[Saved data entries]

○ ○ ○

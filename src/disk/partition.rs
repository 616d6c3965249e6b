//! Partitioning and filesystem creation.

use tracing::{debug, info};

use crate::error::{PlatformError, PlatformResult, fs_error, runner_error};
use crate::fs::{FileSystem, HostPaths};
use crate::runner::{CommandRunner, args};

/// Exit status `blkid` uses when a device carries no recognised filesystem.
const BLKID_NOT_FOUND: i32 = 2;

/// What a partition will hold.
#[derive(Clone, Copy, Debug, Eq, PartialEq)]
pub enum PartitionKind {
    /// Swap space.
    Swap,
    /// Regular filesystem.
    Data,
}

impl PartitionKind {
    const fn parted_type(self) -> &'static str {
        match self {
            Self::Swap => "linux-swap",
            Self::Data => "ext4",
        }
    }
}

/// One partition of a layout. `size_mib == None` takes the remaining space.
#[derive(Clone, Copy, Debug, Eq, PartialEq)]
pub struct PartitionSpec {
    /// Partition contents.
    pub kind: PartitionKind,
    /// Size in MiB, or the rest of the disk.
    pub size_mib: Option<u64>,
}

/// Returns the device path of partition `number` on `device`.
///
/// Devices whose name ends in a digit (`nvme0n1`, `loop0`) use a `p`
/// separator.
#[must_use]
pub fn partition_path(device: &str, number: usize) -> String {
    if device.ends_with(|ch: char| ch.is_ascii_digit()) {
        format!("{device}p{number}")
    } else {
        format!("{device}{number}")
    }
}

/// Splits a partition device into its disk and partition number.
///
/// Returns `None` when `partition` has no trailing partition number.
#[must_use]
pub fn split_partition(partition: &str) -> Option<(String, String)> {
    let disk = partition.trim_end_matches(|ch: char| ch.is_ascii_digit());
    let number = partition.strip_prefix(disk)?;
    if number.is_empty() {
        return None;
    }
    let trimmed = disk.strip_suffix('p').filter(|rest| {
        rest.ends_with(|ch: char| ch.is_ascii_digit())
    });
    Some((trimmed.unwrap_or(disk).to_owned(), number.to_owned()))
}

/// Drives `parted`, `blkid`, `mkfs` and `mkswap` against a device.
#[derive(Clone, Debug)]
pub struct Partitioner<R, F> {
    runner: R,
    fs: F,
    paths: HostPaths,
}

impl<R: CommandRunner, F: FileSystem> Partitioner<R, F> {
    /// Creates a partitioner.
    #[must_use]
    pub const fn new(runner: R, fs: F, paths: HostPaths) -> Self {
        Self { runner, fs, paths }
    }

    /// Reports whether `device` exists on the host.
    ///
    /// # Errors
    ///
    /// Returns [`PlatformError::Collaborator`] when existence cannot be
    /// determined.
    pub fn device_exists(&self, device: &str) -> PlatformResult<bool> {
        self.fs
            .exists(&self.paths.resolve(device))
            .map_err(fs_error("inspect device"))
    }

    /// Partitions `device` with `layout` unless every partition already
    /// exists.
    ///
    /// Returns the partition paths in layout order.
    ///
    /// # Errors
    ///
    /// Returns [`PlatformError::DiskLayout`] when `parted` fails or the
    /// partitions do not appear afterwards.
    pub fn ensure_partitions(
        &self,
        device: &str,
        layout: &[PartitionSpec],
    ) -> PlatformResult<Vec<String>> {
        let partitions: Vec<String> = (1..=layout.len())
            .map(|number| partition_path(device, number))
            .collect();
        if self.all_exist(&partitions)? {
            debug!(device, "partitions already present");
            return Ok(partitions);
        }

        info!(device, count = layout.len(), "partitioning disk");
        self.parted(device, &["mklabel", "gpt"])?;
        let mut start_mib: u64 = 1;
        for spec in layout {
            let start = format!("{start_mib}MiB");
            let end = match spec.size_mib {
                Some(size) => {
                    start_mib = start_mib.saturating_add(size);
                    format!("{start_mib}MiB")
                }
                None => String::from("100%"),
            };
            self.parted(
                device,
                &[
                    "mkpart",
                    "primary",
                    spec.kind.parted_type(),
                    start.as_str(),
                    end.as_str(),
                ],
            )?;
        }
        self.settle();

        if !self.all_exist(&partitions)? {
            return Err(PlatformError::DiskLayout {
                device: device.to_owned(),
                message: String::from("partitions did not appear after partitioning"),
            });
        }
        Ok(partitions)
    }

    fn all_exist(&self, partitions: &[String]) -> PlatformResult<bool> {
        for partition in partitions {
            if !self.device_exists(partition)? {
                return Ok(false);
            }
        }
        Ok(true)
    }

    fn parted(&self, device: &str, command: &[&str]) -> PlatformResult<()> {
        let mut argv = vec!["-s", device];
        argv.extend_from_slice(command);
        let output = self
            .runner
            .run("parted", &args(argv))
            .map_err(|err| PlatformError::DiskLayout {
                device: device.to_owned(),
                message: err.to_string(),
            })?;
        if output.is_success() {
            Ok(())
        } else {
            Err(PlatformError::DiskLayout {
                device: device.to_owned(),
                message: output.failure_message("parted"),
            })
        }
    }

    fn settle(&self) {
        match self.runner.run("udevadm", &args(["settle"])) {
            Ok(output) if output.is_success() => {}
            Ok(output) => debug!(reason = %output.failure_message("udevadm"), "udev settle skipped"),
            Err(err) => debug!(error = %err, "udev settle skipped"),
        }
    }

    /// Returns the filesystem type on `device`, or `None` when unformatted.
    ///
    /// # Errors
    ///
    /// Returns [`PlatformError::Collaborator`] when `blkid` fails for any
    /// other reason.
    pub fn filesystem_type(&self, device: &str) -> PlatformResult<Option<String>> {
        let output = self
            .runner
            .run("blkid", &args(["-o", "value", "-s", "TYPE", device]))
            .map_err(runner_error("probe filesystem", device))?;
        match output.code {
            Some(0) => {
                let fs_type = output.stdout.trim();
                Ok((!fs_type.is_empty()).then(|| fs_type.to_owned()))
            }
            Some(BLKID_NOT_FOUND) => Ok(None),
            _ => Err(PlatformError::command_failed(
                "probe filesystem",
                device,
                "blkid",
                &output,
            )),
        }
    }

    /// Creates a filesystem of `fs_type` on `device` unless one exists.
    ///
    /// An existing filesystem of a different type is left untouched.
    ///
    /// # Errors
    ///
    /// Returns [`PlatformError::Format`] when `mkfs` fails.
    pub fn ensure_filesystem(&self, device: &str, fs_type: &str) -> PlatformResult<()> {
        if let Some(existing) = self.filesystem_type(device)? {
            if existing != fs_type {
                info!(device, existing = %existing, requested = fs_type, "keeping existing filesystem");
            }
            return Ok(());
        }

        let (program, argv) = if fs_type == "swap" {
            (String::from("mkswap"), vec![device.to_owned()])
        } else if fs_type.starts_with("ext") {
            (format!("mkfs.{fs_type}"), vec![String::from("-F"), device.to_owned()])
        } else {
            (format!("mkfs.{fs_type}"), vec![device.to_owned()])
        };
        info!(device, fs_type, "creating filesystem");
        let output = self
            .runner
            .run(&program, &args(argv))
            .map_err(|err| PlatformError::Format {
                device: device.to_owned(),
                fs_type: fs_type.to_owned(),
                message: err.to_string(),
            })?;
        if output.is_success() {
            Ok(())
        } else {
            Err(PlatformError::Format {
                device: device.to_owned(),
                fs_type: fs_type.to_owned(),
                message: output.failure_message(&program),
            })
        }
    }
}

#[cfg(test)]
mod tests {
    use super::*;
    use rstest::rstest;

    #[rstest]
    #[case("/dev/sdb", 1, "/dev/sdb1")]
    #[case("/dev/xvdc", 2, "/dev/xvdc2")]
    #[case("/dev/nvme0n1", 1, "/dev/nvme0n1p1")]
    fn names_partitions(#[case] device: &str, #[case] number: usize, #[case] expected: &str) {
        assert_eq!(partition_path(device, number), expected);
    }

    #[rstest]
    #[case("/dev/sda1", Some(("/dev/sda", "1")))]
    #[case("/dev/nvme0n1p2", Some(("/dev/nvme0n1", "2")))]
    #[case("/dev/root", None)]
    fn splits_partitions(#[case] partition: &str, #[case] expected: Option<(&str, &str)>) {
        let split = split_partition(partition);
        assert_eq!(
            split.as_ref().map(|(disk, number)| (disk.as_str(), number.as_str())),
            expected
        );
    }
}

○ ○ ○

> _THE PROBLEM_: Repeat exactly the lines of the data from the first one through the line with "pub fn partition_path(device: &str, number: usize)", both of them included.

> _YOUR SOLUTION_:
filename src/disk/partition.rs
repository 616d6c3965249e6b
//! Partitioning and filesystem creation.

use tracing::{debug, info};

use crate::error::{PlatformError, PlatformResult, fs_error, runner_error};
use crate::fs::{FileSystem, HostPaths};
use crate::runner::{CommandRunner, args};

/// Exit status `blkid` uses when a device carries no recognised filesystem.
const BLKID_NOT_FOUND: i32 = 2;

/// What a partition will hold.
#[derive(Clone, Copy, Debug, Eq, PartialEq)]
pub enum PartitionKind {
    /// Swap space.
    Swap,
    /// Regular filesystem.
    Data,
}

impl PartitionKind {
    const fn parted_type(self) -> &'static str {
        match self {
            Self::Swap => "linux-swap",
            Self::Data => "ext4",
        }
    }
}

/// One partition of a layout. `size_mib == None` takes the remaining space.
#[derive(Clone, Copy, Debug, Eq, PartialEq)]
pub struct PartitionSpec {
    /// Partition contents.
    pub kind: PartitionKind,
    /// Size in MiB, or the rest of the disk.
    pub size_mib: Option<u64>,
}

/// Returns the device path of partition `number` on `device`.
///
/// Devices whose name ends in a digit (`nvme0n1`, `loop0`) use a `p`
/// separator.
#[must_use]
pub fn partition_path(device: &str, number: usize) -> String {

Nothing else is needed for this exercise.